#### RECORDS SUPPLIED ####

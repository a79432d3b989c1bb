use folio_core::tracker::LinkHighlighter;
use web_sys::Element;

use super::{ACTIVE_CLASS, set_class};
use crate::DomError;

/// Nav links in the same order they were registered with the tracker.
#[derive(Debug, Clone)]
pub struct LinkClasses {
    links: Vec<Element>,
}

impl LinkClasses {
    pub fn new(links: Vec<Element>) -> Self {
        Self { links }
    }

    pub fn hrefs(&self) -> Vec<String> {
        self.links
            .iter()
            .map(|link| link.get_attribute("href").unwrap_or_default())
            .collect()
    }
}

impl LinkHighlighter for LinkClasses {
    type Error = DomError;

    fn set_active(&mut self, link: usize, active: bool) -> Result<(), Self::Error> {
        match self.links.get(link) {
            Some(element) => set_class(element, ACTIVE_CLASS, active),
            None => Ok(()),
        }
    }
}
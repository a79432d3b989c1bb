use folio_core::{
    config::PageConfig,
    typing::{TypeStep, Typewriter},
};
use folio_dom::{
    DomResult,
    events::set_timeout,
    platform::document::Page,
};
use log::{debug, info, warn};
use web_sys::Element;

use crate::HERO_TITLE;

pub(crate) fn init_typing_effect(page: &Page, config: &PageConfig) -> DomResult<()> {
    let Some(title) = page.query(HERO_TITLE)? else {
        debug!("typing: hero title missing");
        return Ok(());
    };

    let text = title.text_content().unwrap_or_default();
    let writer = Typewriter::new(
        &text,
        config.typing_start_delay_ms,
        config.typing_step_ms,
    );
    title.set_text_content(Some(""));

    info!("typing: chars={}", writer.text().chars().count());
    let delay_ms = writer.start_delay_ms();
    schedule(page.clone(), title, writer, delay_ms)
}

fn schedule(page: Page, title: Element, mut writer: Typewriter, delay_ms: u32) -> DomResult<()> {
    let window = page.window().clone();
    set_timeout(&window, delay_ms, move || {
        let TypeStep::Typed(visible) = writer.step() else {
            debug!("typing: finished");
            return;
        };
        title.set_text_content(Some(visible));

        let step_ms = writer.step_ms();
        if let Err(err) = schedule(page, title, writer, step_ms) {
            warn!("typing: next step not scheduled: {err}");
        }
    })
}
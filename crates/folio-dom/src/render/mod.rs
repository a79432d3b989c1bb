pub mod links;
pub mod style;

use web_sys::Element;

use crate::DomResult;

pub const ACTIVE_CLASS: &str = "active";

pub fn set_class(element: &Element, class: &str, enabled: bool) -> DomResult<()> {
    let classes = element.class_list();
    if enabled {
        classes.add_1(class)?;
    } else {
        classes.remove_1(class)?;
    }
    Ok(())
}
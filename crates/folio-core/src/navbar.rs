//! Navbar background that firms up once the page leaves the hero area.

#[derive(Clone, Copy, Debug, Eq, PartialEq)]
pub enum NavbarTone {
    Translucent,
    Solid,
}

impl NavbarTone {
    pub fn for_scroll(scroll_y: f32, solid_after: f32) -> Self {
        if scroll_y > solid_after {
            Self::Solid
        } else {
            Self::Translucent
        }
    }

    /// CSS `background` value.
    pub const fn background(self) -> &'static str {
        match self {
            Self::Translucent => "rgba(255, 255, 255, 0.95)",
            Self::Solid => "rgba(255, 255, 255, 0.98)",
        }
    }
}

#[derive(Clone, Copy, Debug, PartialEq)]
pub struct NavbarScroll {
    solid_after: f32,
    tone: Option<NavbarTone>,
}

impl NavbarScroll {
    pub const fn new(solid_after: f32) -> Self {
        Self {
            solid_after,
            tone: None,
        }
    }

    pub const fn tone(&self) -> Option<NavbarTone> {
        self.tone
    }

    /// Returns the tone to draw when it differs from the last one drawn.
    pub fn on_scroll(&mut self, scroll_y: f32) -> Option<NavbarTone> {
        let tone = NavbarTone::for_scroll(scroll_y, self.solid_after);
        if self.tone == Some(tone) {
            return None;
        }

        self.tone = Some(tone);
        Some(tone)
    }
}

####
#### RECORDS SUPPLIED ####

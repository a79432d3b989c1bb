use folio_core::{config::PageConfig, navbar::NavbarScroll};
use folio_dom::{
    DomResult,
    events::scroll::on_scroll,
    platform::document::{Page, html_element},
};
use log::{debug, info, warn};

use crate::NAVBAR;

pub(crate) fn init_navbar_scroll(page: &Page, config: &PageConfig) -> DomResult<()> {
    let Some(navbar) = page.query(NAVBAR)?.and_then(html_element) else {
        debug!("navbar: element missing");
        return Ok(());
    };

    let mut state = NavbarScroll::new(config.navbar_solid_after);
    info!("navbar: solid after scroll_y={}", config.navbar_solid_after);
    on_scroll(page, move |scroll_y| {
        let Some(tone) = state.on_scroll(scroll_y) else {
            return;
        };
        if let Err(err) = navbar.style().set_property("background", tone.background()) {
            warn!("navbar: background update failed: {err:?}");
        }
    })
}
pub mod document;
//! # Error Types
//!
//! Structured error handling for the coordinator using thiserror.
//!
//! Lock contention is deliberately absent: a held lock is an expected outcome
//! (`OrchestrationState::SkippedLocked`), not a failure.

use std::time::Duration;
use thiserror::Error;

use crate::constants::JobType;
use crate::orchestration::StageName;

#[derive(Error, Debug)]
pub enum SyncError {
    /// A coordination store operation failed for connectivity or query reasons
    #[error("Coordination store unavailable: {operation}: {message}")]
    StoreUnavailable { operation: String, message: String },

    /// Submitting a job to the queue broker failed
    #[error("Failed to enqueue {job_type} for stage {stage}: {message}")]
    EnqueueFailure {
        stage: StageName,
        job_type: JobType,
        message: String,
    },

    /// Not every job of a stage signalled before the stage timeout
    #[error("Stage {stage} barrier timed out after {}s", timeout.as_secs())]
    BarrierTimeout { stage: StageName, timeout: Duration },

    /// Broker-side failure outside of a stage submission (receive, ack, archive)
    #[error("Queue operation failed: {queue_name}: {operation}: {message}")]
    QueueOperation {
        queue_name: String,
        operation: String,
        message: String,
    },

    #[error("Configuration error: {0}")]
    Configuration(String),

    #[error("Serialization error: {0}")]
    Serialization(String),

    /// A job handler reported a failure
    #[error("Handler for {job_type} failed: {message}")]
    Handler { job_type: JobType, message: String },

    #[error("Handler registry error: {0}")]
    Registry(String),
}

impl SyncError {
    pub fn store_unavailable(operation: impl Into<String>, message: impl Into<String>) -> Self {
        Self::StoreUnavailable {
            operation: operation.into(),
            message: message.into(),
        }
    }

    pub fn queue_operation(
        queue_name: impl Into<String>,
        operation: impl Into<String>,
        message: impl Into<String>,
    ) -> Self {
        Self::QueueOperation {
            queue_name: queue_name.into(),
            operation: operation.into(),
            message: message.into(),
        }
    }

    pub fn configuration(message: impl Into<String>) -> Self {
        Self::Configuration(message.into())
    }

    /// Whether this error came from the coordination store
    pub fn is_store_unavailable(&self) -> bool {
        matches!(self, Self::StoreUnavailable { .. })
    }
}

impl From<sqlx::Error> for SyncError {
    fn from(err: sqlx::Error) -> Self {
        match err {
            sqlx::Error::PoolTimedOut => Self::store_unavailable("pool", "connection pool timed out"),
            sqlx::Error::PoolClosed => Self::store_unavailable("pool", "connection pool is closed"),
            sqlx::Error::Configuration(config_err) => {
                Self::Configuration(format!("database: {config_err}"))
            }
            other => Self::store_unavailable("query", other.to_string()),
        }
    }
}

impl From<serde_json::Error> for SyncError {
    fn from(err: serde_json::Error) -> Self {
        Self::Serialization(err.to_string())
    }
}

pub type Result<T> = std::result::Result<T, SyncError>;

####

AIM OF THE TASK -
Look above for the line containing "or query reasons" and the line containing "queue broker failed". Transcribe both, with the lines between them, exactly.

RESPONSE TO THIS EXERCISE -
    /// A coordination store operation failed for connectivity or query reasons
    #[error("Coordination store unavailable: {operation}: {message}")]
    StoreUnavailable { operation: String, message: String },

    /// Submitting a job to the queue broker failed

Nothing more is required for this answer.